=== INPUT DATA ===
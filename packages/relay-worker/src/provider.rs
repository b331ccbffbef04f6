//! Port interfaces for external collaborators (spec §1 out-of-scope list,
//! §4.8). Only contracts are specified here; real implementations (Gmail,
//! Outlook, an LLM client, a relational mailbox store) live outside this
//! crate. Each trait ships an in-memory test double for unit tests.
//!
//! Naming follows the teacher's `Base*` convention for infrastructure seams
//! (`kernel/traits.rs`: `BaseAI`, `BaseEmbeddingService`, …).

use async_trait::async_trait;
use chrono::{DateTime, Utc};
use serde::{Deserialize, Serialize};

use crate::error::Result;

#[derive(Debug, Clone, Serialize, Deserialize)]
pub struct RawMessage {
    pub external_id: String,
    pub subject: String,
    pub from: String,
    pub to: Vec<String>,
    pub cc: Vec<String>,
    pub snippet: String,
    pub is_read: bool,
    pub has_attachments: bool,
    pub folder: String,
    pub labels: Vec<String>,
    pub received_at: DateTime<Utc>,
    /// Raw header map, consulted by the header-based classification shortcut
    /// (spec §4.5.1) before any row is persisted.
    pub headers: std::collections::HashMap<String, String>,
}

#[derive(Debug, Clone)]
pub struct PagedSyncResult {
    pub messages: Vec<RawMessage>,
    pub next_page_token: Option<String>,
    /// Present on the final page: the provider's current history id, to be
    /// persisted as the sync baseline once initial/full sync completes.
    pub history_id: Option<String>,
}

/// Returned from `incremental_sync`; `SyncRequired` is surfaced as the
/// `WorkerError::ProviderProtocol` terminal-but-semantic case (spec §7).
#[derive(Debug, Clone)]
pub enum IncrementalSyncOutcome {
    Delta {
        messages: Vec<RawMessage>,
        deleted_external_ids: Vec<String>,
        next_history_id: String,
        has_more: bool,
    },
    SyncRequired,
    NotFound,
}

#[derive(Debug, Clone)]
pub struct WatchHandle {
    pub expires_at: DateTime<Utc>,
    pub channel_id: String,
}

#[derive(Debug, Clone)]
pub struct SentMessage {
    pub external_id: String,
    pub sent_at: DateTime<Utc>,
}

/// A mail/calendar provider SDK contract (Gmail, Outlook, …) — spec §6
/// "Provider contract".
#[async_trait]
pub trait MailProvider: Send + Sync {
    async fn initial_sync(
        &self,
        connection_id: &str,
        page_token: Option<&str>,
        months_back: u32,
    ) -> Result<PagedSyncResult>;

    async fn incremental_sync(
        &self,
        connection_id: &str,
        history_id: &str,
    ) -> Result<IncrementalSyncOutcome>;

    async fn install_watch(&self, connection_id: &str) -> Result<WatchHandle>;

    /// Best-effort: failures here never block a fresh `install_watch` call.
    async fn stop_watch(&self, connection_id: &str, channel_id: &str) -> Result<()>;

    async fn send(
        &self,
        connection_id: &str,
        to: &[String],
        subject: &str,
        body: &str,
        is_html: bool,
    ) -> Result<SentMessage>;

    async fn batch_modify(
        &self,
        connection_id: &str,
        external_ids: &[String],
        add_labels: &[String],
        remove_labels: &[String],
    ) -> Result<()>;

    /// Batched lookup by external id, used by FullResync to avoid N+1 (spec §4.5).
    async fn lookup_existing(&self, connection_id: &str, external_ids: &[String]) -> Result<Vec<String>>;

    /// Fetches a message's full body, used by DeltaSync to push one complete
    /// realtime event for push-triggered arrivals (spec §4.5, freshness
    /// over latency design choice).
    async fn fetch_full_body(&self, connection_id: &str, external_id: &str) -> Result<String>;
}

#[derive(Debug, Clone)]
pub struct ClassifyResult {
    pub email_id: String,
    pub category: String,
}

#[derive(Debug, Clone)]
pub struct SummarizeResult {
    pub email_id: String,
    pub summary: String,
}

/// The LLM classify/summarize client contract, consumed only by the AI
/// Batch Processor and the AI processor family (spec §4.4).
#[async_trait]
pub trait LlmService: Send + Sync {
    async fn classify_batch(&self, email_ids: &[String]) -> Result<Vec<ClassifyResult>>;
    async fn summarize_batch(&self, email_ids: &[String]) -> Result<Vec<SummarizeResult>>;

    /// On-demand reply drafting; not coalesced through the batch processor
    /// since `ai.reply` jobs are not affinity-grouped (spec §6).
    async fn generate_reply(&self, email_id: &str, instructions: Option<&str>) -> Result<String>;
}

/// The calendar provider SDK contract (spec §1 out-of-scope external collaborator).
#[async_trait]
pub trait CalendarProvider: Send + Sync {
    async fn sync(&self, connection_id: &str, calendar_id: Option<&str>, sync_token: Option<&str>, full_sync: bool) -> Result<()>;
}

/// The RAG indexer contract (spec §1 out-of-scope external collaborator).
#[async_trait]
pub trait RagIndexer: Send + Sync {
    async fn index(&self, email_id: &str) -> Result<()>;
    async fn index_batch(&self, email_ids: &[String]) -> Result<()>;
}

/// Observes credential failures from OAuth refresh (spec §7 Credential taxonomy entry).
#[async_trait]
pub trait OAuthTokenSource: Send + Sync {
    async fn refresh(&self, connection_id: &str) -> Result<()>;
    async fn mark_disconnected(&self, connection_id: &str) -> Result<()>;
}

/// Persistence of mail rows (spec §6 persisted state layout, mailbox half).
#[async_trait]
pub trait MailboxStore: Send + Sync {
    async fn upsert(&self, connection_id: &str, message: RawMessage) -> Result<String>;
    async fn delete_by_external_id(&self, connection_id: &str, external_id: &str) -> Result<()>;
    async fn owner_of(&self, email_id: &str) -> Result<Option<String>>;
    async fn mark_classified(&self, email_id: &str, category: &str) -> Result<()>;
    async fn mark_summarized(&self, email_id: &str, summary: &str) -> Result<()>;
    async fn unclassified_ids(&self, connection_id: &str, limit: usize) -> Result<Vec<String>>;
}

#[cfg(test)]
pub mod testing {
    use super::*;
    use std::collections::HashMap;
    use std::sync::Mutex;

    /// In-memory `MailProvider` double: returns scripted pages/deltas set up
    /// by the test, mirroring the teacher's `TestDependencies` mocks
    /// (`kernel/test_dependencies.rs`).
    #[derive(Default)]
    pub struct MockMailProvider {
        pub pages: Mutex<Vec<PagedSyncResult>>,
        pub incremental: Mutex<Vec<IncrementalSyncOutcome>>,
        pub watch_installs: std::sync::atomic::AtomicUsize,
        /// When set, `initial_sync` fails once with `WorkerError::Credential`
        /// instead of returning a page, then clears itself — for scripting a
        /// token-expiry scenario.
        pub credential_failure: Mutex<Option<String>>,
    }

    #[async_trait]
    impl MailProvider for MockMailProvider {
        async fn initial_sync(&self, _connection_id: &str, _page_token: Option<&str>, _months_back: u32) -> Result<PagedSyncResult> {
            if let Some(reason) = self.credential_failure.lock().unwrap().take() {
                return Err(crate::error::WorkerError::Credential(reason));
            }
            let mut pages = self.pages.lock().unwrap();
            if pages.is_empty() {
                return Ok(PagedSyncResult { messages: vec![], next_page_token: None, history_id: None });
            }
            Ok(pages.remove(0))
        }

        async fn incremental_sync(&self, _connection_id: &str, _history_id: &str) -> Result<IncrementalSyncOutcome> {
            let mut outcomes = self.incremental.lock().unwrap();
            if outcomes.is_empty() {
                return Ok(IncrementalSyncOutcome::Delta {
                    messages: vec![],
                    deleted_external_ids: vec![],
                    next_history_id: "0".into(),
                    has_more: false,
                });
            }
            Ok(outcomes.remove(0))
        }

        async fn install_watch(&self, _connection_id: &str) -> Result<WatchHandle> {
            self.watch_installs.fetch_add(1, std::sync::atomic::Ordering::SeqCst);
            Ok(WatchHandle {
                expires_at: Utc::now() + chrono::Duration::hours(24),
                channel_id: "chan-1".into(),
            })
        }

        async fn stop_watch(&self, _connection_id: &str, _channel_id: &str) -> Result<()> {
            Ok(())
        }

        async fn send(&self, _connection_id: &str, _to: &[String], _subject: &str, _body: &str, _is_html: bool) -> Result<SentMessage> {
            Ok(SentMessage { external_id: "sent-1".into(), sent_at: Utc::now() })
        }

        async fn batch_modify(&self, _connection_id: &str, _external_ids: &[String], _add_labels: &[String], _remove_labels: &[String]) -> Result<()> {
            Ok(())
        }

        async fn lookup_existing(&self, _connection_id: &str, _external_ids: &[String]) -> Result<Vec<String>> {
            Ok(vec![])
        }

        async fn fetch_full_body(&self, _connection_id: &str, _external_id: &str) -> Result<String> {
            Ok("full body".into())
        }
    }

    #[derive(Default)]
    pub struct MockLlmService {
        pub classify_calls: Mutex<Vec<Vec<String>>>,
    }

    #[async_trait]
    impl LlmService for MockLlmService {
        async fn classify_batch(&self, email_ids: &[String]) -> Result<Vec<ClassifyResult>> {
            self.classify_calls.lock().unwrap().push(email_ids.to_vec());
            Ok(email_ids
                .iter()
                .map(|id| ClassifyResult { email_id: id.clone(), category: "primary".into() })
                .collect())
        }

        async fn summarize_batch(&self, email_ids: &[String]) -> Result<Vec<SummarizeResult>> {
            Ok(email_ids
                .iter()
                .map(|id| SummarizeResult { email_id: id.clone(), summary: "summary".into() })
                .collect())
        }

        async fn generate_reply(&self, _email_id: &str, _instructions: Option<&str>) -> Result<String> {
            Ok("drafted reply".into())
        }
    }

    #[derive(Default)]
    pub struct MockCalendarProvider;

    #[async_trait]
    impl CalendarProvider for MockCalendarProvider {
        async fn sync(&self, _connection_id: &str, _calendar_id: Option<&str>, _sync_token: Option<&str>, _full_sync: bool) -> Result<()> {
            Ok(())
        }
    }

    #[derive(Default)]
    pub struct MockRagIndexer {
        pub indexed: Mutex<Vec<String>>,
    }

    #[async_trait]
    impl RagIndexer for MockRagIndexer {
        async fn index(&self, email_id: &str) -> Result<()> {
            self.indexed.lock().unwrap().push(email_id.to_string());
            Ok(())
        }

        async fn index_batch(&self, email_ids: &[String]) -> Result<()> {
            self.indexed.lock().unwrap().extend(email_ids.iter().cloned());
            Ok(())
        }
    }

    #[derive(Default)]
    pub struct MockMailboxStore {
        pub owners: Mutex<HashMap<String, String>>,
    }

    #[async_trait]
    impl MailboxStore for MockMailboxStore {
        async fn upsert(&self, _connection_id: &str, message: RawMessage) -> Result<String> {
            Ok(message.external_id)
        }

        async fn delete_by_external_id(&self, _connection_id: &str, _external_id: &str) -> Result<()> {
            Ok(())
        }

        async fn owner_of(&self, email_id: &str) -> Result<Option<String>> {
            Ok(self.owners.lock().unwrap().get(email_id).cloned())
        }

        async fn mark_classified(&self, _email_id: &str, _category: &str) -> Result<()> {
            Ok(())
        }

        async fn mark_summarized(&self, _email_id: &str, _summary: &str) -> Result<()> {
            Ok(())
        }

        async fn unclassified_ids(&self, _connection_id: &str, _limit: usize) -> Result<Vec<String>> {
            Ok(vec![])
        }
    }
}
===
WHAT YOU WILL DO: Wherever the word "processor" appears in the entries above, copy that whole line.

RESULT OF THIS TASK:
/// Batch Processor and the AI processor family (spec §4.4).
    /// On-demand reply drafting; not coalesced through the batch processor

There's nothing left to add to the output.